Um trabalho de investigação do CICECO-Instituto de Materiais de Aveiro, sobre o polietileno de 2,5-furanodicarboxilato (PEF), polímero derivado dos açúcares das plantas, frequentemente referido como substituto do PET (polietileno tereftalato), foi selecionado para destaque na página web do "ISIS Neutron and Muon Source". Para além disso, este trabalho liderado pelas investigadoras Andreia Sousa e Catarina Araújo, foi ainda publicado na revista Macromolecules (DOI: 10.1021/acs.macromol.8b00192). Esta pode vir a ser uma via para revolucionar a indústria dos plásticos.
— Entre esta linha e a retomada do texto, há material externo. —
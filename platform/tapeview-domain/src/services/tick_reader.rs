use crate::error::DomainError;
use crate::repositories::tick_log::TickLogSnapshot;
use crate::value_objects::symbol::SymbolSlot;
use crate::value_objects::tick::TickRecord;
use chrono::{DateTime, NaiveDateTime, TimeZone, Utc};
use serde::Serialize;

#[derive(Debug, Clone, Copy, PartialEq, Eq, Serialize)]
#[serde(rename_all = "snake_case")]
pub enum RowDropReason {
    Null,
    Unparsable,
    BadTimestamp,
    PartialTrailingRow,
}

impl RowDropReason {
    pub fn as_str(self) -> &'static str {
        match self {
            RowDropReason::Null => "null",
            RowDropReason::Unparsable => "unparsable",
            RowDropReason::BadTimestamp => "bad_timestamp",
            RowDropReason::PartialTrailingRow => "partial_trailing_row",
        }
    }
}

#[derive(Debug, Default, Clone, PartialEq, Serialize)]
pub struct TickReadReport {
    pub rows_seen: usize,
    pub ticks: usize,
    pub dropped_null: usize,
    pub dropped_unparsable: usize,
    pub dropped_bad_timestamp: usize,
    pub partial_trailing_rows: usize,
    pub first_timestamp: Option<i64>,
    pub last_timestamp: Option<i64>,
    pub first_dropped_line: Option<u64>,
}

impl TickReadReport {
    pub fn dropped(&self) -> usize {
        self.dropped_null
            + self.dropped_unparsable
            + self.dropped_bad_timestamp
            + self.partial_trailing_rows
    }

    pub fn count(&self, reason: RowDropReason) -> usize {
        match reason {
            RowDropReason::Null => self.dropped_null,
            RowDropReason::Unparsable => self.dropped_unparsable,
            RowDropReason::BadTimestamp => self.dropped_bad_timestamp,
            RowDropReason::PartialTrailingRow => self.partial_trailing_rows,
        }
    }

    fn record_drop(&mut self, reason: RowDropReason, line: u64) {
        match reason {
            RowDropReason::Null => self.dropped_null += 1,
            RowDropReason::Unparsable => self.dropped_unparsable += 1,
            RowDropReason::BadTimestamp => self.dropped_bad_timestamp += 1,
            RowDropReason::PartialTrailingRow => self.partial_trailing_rows += 1,
        }
        if self.first_dropped_line.is_none() {
            self.first_dropped_line = Some(line);
        }
    }
}

/// Extracts one symbol's ticks from a snapshot, oldest first.
///
/// Rows with any null or unparsable field in the symbol's group (or in the timestamp) are
/// dropped and counted; nothing is substituted.
pub fn read_symbol_ticks(
    snapshot: &TickLogSnapshot,
    slot: &SymbolSlot,
) -> Result<(Vec<TickRecord>, TickReadReport), DomainError> {
    if slot.group >= snapshot.symbol_groups {
        return Err(DomainError::UnknownSymbolGroup {
            requested: slot.group,
            available: snapshot.symbol_groups,
        });
    }

    let mut report = TickReadReport {
        partial_trailing_rows: snapshot.partial_trailing_rows,
        ..TickReadReport::default()
    };
    let mut ticks = Vec::with_capacity(snapshot.rows.len());

    for row in &snapshot.rows {
        report.rows_seen += 1;
        let Some(group) = row.group(slot.group) else {
            report.record_drop(RowDropReason::Null, row.line);
            continue;
        };
        match parse_tick(&row.timestamp, group) {
            Ok(tick) => {
                if report.first_timestamp.is_none() {
                    report.first_timestamp = Some(tick.timestamp);
                }
                report.last_timestamp = Some(tick.timestamp);
                ticks.push(tick);
            }
            Err(reason) => report.record_drop(reason, row.line),
        }
    }

    report.ticks = ticks.len();
    Ok((ticks, report))
}

fn parse_tick(timestamp: &str, group: &[String]) -> Result<TickRecord, RowDropReason> {
    let [price, change, volume] = group else {
        return Err(RowDropReason::Null);
    };
    if [timestamp, price.as_str(), change.as_str(), volume.as_str()]
        .iter()
        .any(|field| is_null(field))
    {
        return Err(RowDropReason::Null);
    }

    let timestamp = parse_timestamp(timestamp).ok_or(RowDropReason::BadTimestamp)?;
    if [price, change, volume]
        .iter()
        .any(|field| field.contains(char::REPLACEMENT_CHARACTER))
    {
        return Err(RowDropReason::Unparsable);
    }
    let price = parse_grouped_number(price).ok_or(RowDropReason::Unparsable)?;
    let volume = parse_grouped_number(volume).ok_or(RowDropReason::Unparsable)?;

    Ok(TickRecord {
        timestamp,
        price,
        change: change.trim().to_string(),
        volume,
    })
}

fn is_null(field: &str) -> bool {
    let trimmed = field.trim();
    trimmed.is_empty()
        || ["nan", "none", "null", "nat"]
            .iter()
            .any(|marker| trimmed.eq_ignore_ascii_case(marker))
}

/// Parses `"1,234.5"`-style numbers; only finite values are accepted.
pub fn parse_grouped_number(value: &str) -> Option<f64> {
    let normalized: String = value
        .trim()
        .chars()
        .filter(|ch| *ch != ',' && *ch != '_')
        .collect();
    let parsed: f64 = normalized.parse().ok()?;
    parsed.is_finite().then_some(parsed)
}

/// Places the writer's wall clock on a UTC axis unchanged. An explicit offset is dropped,
/// not applied, so buckets and labels follow the local time written in the log.
pub fn parse_timestamp(value: &str) -> Option<i64> {
    let value = value.trim();
    if let Ok(dt) = DateTime::parse_from_rfc3339(value) {
        return Some(wall_clock_seconds(dt.naive_local()));
    }
    if let Ok(dt) = DateTime::parse_from_str(value, "%Y-%m-%d %H:%M:%S%z") {
        return Some(wall_clock_seconds(dt.naive_local()));
    }
    for format in ["%Y-%m-%d %H:%M:%S", "%Y-%m-%d %H:%M:%S%.f", "%Y-%m-%dT%H:%M:%S"] {
        if let Ok(naive) = NaiveDateTime::parse_from_str(value, format) {
            return Some(wall_clock_seconds(naive));
        }
    }
    None
}

fn wall_clock_seconds(naive: NaiveDateTime) -> i64 {
    Utc.from_utc_datetime(&naive).timestamp()
}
O uso sustentável de polímeros sintéticos é um dos maiores desafios da sociedade atual. Há, contudo, algumas vias de investigação que se posicionam como soluções possíveis. Destaca-se neste contexto o polímero derivado dos açúcares das plantas, o polietileno de 2,5-furanodicarboxilato (PEF), frequentemente referido como substituto do PET (polietileno tereftalato). O PEF tem sido figura central nesta linha de investigação do CICECO-Instituto de Materiais de Aveiro.

Esta equipa de investigadores do CICECO obteve acesso ao TOSCA, um instrumento de difusão inelástica de neutrões disponível no ISIS, para averiguar as diferenças estruturais entre o PEF e o seu análogo PET. O ISIS é uma megaestrutura de investigação com fonte pulsada de neutrões sediada no Reino Unido. É um dos principais centros mundiais de investigação nas ciências físicas e da vida, à qual podem aceder investigadores de todo o mundo através de concurso para atribuição de tempo de feixe de neutrões.

A análise permitiu explicar melhor a menor permeabilidade do PEF em relação ao PET, por exemplo, no que toca à passagem de oxigénio e dióxido de carbono e, portanto, permitindo no futuro quando aplicado em embalagens alimentares conservar melhor os alimentos. Estas superiores propriedades de barreira do PEF devem-se, de acordo com o estudo, à maior rigidez das suas cadeias poliméricas.

Este contributo permite entender melhor a relação entre a estrutura do polímero e as suas propriedades de barreira e assim desenhar novos plásticos sustentáveis "feitos à medida".